++++ Data

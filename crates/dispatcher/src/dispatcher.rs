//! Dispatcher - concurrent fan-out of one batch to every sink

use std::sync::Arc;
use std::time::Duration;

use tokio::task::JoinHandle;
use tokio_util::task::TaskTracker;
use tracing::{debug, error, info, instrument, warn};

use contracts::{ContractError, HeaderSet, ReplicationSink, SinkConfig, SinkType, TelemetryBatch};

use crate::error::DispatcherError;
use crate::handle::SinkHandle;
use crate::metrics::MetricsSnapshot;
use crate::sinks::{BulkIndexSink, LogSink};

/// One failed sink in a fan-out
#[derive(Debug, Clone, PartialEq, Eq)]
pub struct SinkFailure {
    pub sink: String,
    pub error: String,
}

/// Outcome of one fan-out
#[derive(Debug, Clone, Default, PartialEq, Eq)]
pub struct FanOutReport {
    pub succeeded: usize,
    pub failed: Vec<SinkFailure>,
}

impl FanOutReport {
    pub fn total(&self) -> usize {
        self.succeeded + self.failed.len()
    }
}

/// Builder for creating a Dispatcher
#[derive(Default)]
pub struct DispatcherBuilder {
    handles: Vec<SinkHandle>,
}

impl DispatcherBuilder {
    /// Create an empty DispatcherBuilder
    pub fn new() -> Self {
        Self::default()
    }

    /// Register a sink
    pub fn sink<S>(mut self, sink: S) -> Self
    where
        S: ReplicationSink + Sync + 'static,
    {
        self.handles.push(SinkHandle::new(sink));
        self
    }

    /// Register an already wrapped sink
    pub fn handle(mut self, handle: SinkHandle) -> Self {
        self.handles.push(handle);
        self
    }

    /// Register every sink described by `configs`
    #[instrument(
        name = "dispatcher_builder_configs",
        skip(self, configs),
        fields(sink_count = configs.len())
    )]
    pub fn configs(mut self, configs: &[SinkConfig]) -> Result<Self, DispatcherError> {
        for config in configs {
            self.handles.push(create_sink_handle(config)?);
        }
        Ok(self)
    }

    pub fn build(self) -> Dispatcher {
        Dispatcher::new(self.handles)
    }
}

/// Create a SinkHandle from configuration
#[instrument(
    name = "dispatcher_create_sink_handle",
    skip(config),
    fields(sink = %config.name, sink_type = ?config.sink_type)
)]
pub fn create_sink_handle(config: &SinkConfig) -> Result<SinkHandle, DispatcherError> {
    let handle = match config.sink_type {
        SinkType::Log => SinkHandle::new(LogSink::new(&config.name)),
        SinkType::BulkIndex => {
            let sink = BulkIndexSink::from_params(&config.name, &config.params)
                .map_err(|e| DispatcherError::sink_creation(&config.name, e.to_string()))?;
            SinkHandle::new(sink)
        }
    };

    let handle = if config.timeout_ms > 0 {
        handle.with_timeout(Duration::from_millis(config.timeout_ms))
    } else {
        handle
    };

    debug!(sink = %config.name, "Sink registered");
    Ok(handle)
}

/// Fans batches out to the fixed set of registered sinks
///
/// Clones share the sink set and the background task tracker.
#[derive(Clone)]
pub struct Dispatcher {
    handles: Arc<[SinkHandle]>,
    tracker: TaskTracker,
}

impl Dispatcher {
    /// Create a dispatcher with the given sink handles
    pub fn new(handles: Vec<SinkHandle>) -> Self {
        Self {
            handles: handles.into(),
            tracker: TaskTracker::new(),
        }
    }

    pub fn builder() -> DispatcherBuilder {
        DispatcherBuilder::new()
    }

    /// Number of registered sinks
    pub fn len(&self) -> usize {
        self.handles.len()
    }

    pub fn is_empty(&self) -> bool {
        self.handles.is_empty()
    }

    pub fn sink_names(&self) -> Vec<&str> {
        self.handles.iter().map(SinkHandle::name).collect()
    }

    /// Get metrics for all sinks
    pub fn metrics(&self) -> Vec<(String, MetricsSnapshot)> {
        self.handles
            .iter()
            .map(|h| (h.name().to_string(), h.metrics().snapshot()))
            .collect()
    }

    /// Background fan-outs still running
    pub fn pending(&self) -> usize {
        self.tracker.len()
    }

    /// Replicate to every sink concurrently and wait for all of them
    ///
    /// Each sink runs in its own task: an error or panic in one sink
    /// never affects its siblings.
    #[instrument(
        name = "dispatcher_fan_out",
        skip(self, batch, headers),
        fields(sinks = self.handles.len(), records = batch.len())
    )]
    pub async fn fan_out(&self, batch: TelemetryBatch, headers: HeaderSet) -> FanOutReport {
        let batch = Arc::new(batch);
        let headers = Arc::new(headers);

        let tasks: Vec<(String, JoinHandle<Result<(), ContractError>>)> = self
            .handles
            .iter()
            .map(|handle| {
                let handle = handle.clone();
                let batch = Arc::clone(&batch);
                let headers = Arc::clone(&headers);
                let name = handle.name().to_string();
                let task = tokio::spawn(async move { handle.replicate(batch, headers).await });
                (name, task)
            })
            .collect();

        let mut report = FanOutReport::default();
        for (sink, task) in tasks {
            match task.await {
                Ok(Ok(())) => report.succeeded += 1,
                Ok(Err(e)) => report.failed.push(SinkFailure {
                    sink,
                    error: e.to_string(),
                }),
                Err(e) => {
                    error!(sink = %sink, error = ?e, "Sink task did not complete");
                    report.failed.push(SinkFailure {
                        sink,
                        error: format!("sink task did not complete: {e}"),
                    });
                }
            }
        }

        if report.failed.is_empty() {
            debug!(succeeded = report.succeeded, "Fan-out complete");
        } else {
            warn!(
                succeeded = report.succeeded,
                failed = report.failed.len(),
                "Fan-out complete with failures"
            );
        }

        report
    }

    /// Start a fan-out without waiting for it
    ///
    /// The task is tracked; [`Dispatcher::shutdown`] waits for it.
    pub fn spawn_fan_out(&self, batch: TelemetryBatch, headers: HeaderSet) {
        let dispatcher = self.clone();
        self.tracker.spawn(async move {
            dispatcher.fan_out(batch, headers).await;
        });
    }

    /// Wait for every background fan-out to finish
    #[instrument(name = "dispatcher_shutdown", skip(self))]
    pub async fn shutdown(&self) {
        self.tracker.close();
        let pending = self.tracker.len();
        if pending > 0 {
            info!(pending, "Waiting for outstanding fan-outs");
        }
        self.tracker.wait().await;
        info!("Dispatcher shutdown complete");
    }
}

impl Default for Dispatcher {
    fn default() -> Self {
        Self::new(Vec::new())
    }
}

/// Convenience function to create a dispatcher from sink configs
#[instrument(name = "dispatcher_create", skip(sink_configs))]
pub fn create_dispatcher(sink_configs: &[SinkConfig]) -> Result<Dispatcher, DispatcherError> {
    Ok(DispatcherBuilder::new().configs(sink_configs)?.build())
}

++++++++

Exercise description »
Work out the number of lines in the records that contain the string "usize". Nothing but that number should be sent back.

The answer »
4